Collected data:
======
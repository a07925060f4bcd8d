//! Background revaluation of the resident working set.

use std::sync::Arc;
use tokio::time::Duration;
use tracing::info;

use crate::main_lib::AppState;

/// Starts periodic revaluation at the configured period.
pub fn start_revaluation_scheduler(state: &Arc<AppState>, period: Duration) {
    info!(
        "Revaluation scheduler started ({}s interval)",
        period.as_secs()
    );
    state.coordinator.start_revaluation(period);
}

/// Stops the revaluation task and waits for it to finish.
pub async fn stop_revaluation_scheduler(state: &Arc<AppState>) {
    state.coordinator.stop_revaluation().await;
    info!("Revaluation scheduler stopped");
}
======
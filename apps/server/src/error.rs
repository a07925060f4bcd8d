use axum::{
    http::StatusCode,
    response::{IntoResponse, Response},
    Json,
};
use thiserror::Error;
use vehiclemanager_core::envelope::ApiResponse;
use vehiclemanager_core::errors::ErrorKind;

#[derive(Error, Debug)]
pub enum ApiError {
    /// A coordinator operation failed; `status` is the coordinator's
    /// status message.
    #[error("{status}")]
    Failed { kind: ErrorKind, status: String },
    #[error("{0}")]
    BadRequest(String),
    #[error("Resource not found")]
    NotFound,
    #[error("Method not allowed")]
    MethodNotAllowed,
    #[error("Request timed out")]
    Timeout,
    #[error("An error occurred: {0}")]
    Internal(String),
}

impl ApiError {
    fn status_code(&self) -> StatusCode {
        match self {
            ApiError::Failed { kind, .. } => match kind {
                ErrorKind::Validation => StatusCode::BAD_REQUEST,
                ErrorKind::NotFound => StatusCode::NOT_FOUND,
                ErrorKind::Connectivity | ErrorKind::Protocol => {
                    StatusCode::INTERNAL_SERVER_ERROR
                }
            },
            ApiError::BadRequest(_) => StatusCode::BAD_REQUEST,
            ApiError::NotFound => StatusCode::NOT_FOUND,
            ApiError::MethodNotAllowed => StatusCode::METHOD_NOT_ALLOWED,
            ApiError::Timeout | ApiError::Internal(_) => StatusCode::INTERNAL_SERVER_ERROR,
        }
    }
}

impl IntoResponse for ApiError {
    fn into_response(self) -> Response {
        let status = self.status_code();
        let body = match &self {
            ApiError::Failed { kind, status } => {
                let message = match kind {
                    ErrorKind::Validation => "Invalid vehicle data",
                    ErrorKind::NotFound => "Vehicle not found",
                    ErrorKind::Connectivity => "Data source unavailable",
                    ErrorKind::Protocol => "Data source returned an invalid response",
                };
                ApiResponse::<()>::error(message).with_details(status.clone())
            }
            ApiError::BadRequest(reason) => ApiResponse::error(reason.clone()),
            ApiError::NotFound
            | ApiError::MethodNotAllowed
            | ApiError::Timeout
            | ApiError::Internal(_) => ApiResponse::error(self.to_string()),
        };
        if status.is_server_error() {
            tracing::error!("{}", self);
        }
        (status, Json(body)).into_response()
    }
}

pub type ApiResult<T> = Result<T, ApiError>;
======
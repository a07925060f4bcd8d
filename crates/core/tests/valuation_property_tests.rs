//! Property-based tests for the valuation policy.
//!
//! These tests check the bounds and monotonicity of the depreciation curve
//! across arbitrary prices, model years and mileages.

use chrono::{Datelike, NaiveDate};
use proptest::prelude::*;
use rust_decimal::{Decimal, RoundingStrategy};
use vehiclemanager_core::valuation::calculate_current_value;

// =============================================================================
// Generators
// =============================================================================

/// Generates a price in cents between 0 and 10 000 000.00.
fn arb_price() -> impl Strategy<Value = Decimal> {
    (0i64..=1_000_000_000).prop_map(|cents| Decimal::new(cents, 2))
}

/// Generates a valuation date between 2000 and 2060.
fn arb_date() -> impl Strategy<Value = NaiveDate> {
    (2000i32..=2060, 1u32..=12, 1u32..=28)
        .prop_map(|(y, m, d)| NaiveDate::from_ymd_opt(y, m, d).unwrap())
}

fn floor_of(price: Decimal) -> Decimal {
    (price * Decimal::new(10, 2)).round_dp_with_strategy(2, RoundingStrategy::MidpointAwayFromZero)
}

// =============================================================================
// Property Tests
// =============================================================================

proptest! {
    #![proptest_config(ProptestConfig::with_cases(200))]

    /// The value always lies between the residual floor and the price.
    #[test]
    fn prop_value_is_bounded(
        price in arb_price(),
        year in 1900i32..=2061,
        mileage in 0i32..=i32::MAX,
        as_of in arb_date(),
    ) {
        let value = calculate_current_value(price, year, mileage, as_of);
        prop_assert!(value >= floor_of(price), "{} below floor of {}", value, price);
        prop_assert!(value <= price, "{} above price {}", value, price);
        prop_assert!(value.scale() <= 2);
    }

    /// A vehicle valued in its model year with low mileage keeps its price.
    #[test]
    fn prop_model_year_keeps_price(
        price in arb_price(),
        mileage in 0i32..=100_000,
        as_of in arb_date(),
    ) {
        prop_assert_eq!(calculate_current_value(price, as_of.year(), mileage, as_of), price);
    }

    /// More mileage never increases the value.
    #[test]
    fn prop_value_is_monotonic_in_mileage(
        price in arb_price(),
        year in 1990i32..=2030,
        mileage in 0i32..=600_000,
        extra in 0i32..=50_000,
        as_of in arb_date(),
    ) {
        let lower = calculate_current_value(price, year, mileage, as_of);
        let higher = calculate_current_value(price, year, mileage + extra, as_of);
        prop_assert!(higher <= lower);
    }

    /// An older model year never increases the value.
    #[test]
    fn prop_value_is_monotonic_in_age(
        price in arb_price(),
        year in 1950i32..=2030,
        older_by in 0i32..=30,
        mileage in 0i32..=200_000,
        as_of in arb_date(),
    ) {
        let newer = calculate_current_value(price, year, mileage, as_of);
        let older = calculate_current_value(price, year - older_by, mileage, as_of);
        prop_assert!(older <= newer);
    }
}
======
• _Exercise_: In the records shown above, how many lines include the word "Duration"? Answer with the number only.

• _Finished exercise_: 2